§ What you should do
From the data below, copy each line that includes the word "async".

§ Data to process

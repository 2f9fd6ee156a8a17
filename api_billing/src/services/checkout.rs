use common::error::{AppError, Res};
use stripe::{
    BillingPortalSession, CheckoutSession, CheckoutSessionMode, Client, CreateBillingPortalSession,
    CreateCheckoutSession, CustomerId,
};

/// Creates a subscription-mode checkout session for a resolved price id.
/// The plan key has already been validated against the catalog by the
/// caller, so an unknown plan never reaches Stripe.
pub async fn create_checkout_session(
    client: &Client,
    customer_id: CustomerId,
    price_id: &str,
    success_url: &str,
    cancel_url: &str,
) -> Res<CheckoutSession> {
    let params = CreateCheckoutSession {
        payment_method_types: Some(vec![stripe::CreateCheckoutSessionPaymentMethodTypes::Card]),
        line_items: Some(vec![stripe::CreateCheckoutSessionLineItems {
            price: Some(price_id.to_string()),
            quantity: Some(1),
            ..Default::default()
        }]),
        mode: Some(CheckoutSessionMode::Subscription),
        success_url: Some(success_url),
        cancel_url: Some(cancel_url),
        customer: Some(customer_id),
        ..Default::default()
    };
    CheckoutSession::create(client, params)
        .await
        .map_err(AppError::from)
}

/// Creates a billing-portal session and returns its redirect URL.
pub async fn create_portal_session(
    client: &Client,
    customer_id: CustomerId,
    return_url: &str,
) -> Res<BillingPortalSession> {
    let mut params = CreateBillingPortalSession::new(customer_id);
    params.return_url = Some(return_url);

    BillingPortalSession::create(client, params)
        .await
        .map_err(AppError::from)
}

--

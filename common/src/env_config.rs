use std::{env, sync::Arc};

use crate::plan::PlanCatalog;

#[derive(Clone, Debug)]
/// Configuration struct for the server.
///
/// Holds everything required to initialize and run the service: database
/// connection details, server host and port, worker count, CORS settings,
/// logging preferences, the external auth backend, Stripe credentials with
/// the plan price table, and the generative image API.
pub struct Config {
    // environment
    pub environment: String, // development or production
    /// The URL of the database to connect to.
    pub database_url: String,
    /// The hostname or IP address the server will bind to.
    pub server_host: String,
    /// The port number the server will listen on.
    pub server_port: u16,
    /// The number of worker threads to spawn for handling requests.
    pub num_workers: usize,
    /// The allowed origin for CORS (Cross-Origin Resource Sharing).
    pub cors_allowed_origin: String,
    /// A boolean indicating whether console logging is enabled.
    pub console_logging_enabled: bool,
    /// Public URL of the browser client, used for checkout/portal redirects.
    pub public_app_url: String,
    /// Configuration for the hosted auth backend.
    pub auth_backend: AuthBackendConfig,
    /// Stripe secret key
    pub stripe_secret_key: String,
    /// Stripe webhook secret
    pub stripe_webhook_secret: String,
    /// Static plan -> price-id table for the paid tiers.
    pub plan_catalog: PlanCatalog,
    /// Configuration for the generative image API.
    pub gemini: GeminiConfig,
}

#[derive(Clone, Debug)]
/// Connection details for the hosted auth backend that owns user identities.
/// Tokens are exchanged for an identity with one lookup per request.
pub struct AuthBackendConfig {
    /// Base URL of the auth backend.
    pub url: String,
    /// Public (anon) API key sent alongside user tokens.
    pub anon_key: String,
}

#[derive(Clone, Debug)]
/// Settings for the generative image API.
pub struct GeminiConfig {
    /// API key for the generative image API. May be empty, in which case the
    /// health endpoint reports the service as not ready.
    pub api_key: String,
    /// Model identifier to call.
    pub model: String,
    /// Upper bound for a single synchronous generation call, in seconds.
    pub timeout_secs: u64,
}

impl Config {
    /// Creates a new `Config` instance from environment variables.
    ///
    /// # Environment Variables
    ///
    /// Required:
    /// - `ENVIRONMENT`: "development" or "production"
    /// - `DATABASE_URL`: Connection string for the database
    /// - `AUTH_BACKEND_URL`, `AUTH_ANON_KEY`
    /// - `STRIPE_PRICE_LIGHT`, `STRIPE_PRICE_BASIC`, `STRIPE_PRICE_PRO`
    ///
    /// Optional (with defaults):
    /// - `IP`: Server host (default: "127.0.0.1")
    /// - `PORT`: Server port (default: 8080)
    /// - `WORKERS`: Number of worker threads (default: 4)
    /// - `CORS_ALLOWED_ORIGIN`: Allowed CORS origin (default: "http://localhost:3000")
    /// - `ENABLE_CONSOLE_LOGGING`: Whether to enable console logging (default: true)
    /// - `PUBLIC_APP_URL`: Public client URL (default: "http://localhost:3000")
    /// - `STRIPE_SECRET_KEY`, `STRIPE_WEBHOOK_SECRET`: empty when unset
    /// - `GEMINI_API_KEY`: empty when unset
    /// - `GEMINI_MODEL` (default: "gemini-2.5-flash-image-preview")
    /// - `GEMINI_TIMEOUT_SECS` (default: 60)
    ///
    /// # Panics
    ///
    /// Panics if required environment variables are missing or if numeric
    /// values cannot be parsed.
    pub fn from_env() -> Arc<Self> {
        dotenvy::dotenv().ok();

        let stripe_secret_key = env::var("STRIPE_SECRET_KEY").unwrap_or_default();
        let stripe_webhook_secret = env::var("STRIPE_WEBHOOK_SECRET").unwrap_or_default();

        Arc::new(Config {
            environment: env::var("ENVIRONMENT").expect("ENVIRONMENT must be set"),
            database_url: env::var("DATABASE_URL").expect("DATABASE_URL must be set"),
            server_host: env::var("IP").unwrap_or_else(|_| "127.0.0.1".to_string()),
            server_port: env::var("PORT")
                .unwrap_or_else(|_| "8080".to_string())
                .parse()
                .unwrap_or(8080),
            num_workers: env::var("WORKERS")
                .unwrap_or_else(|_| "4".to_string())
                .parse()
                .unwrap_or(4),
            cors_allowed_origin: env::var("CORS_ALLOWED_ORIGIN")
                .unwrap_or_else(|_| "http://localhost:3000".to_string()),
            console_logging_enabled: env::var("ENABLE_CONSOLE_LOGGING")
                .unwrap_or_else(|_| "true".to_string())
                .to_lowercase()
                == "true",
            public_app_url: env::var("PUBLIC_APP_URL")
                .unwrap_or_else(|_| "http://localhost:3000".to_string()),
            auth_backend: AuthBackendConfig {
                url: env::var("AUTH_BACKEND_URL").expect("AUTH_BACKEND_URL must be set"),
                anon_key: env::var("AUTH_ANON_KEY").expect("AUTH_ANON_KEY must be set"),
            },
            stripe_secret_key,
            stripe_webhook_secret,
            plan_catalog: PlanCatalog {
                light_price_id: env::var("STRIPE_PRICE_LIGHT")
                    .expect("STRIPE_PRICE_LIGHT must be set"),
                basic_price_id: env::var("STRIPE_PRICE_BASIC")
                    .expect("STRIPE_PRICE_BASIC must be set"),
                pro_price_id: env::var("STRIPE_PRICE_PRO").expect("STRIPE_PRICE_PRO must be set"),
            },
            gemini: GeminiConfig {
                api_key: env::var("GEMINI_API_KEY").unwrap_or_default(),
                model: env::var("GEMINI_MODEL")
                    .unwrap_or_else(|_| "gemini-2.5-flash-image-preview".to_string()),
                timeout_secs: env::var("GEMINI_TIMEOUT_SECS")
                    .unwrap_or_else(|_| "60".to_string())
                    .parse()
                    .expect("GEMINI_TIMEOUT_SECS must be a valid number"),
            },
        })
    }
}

§ Written response
pub async fn create_checkout_session(
pub async fn create_portal_session(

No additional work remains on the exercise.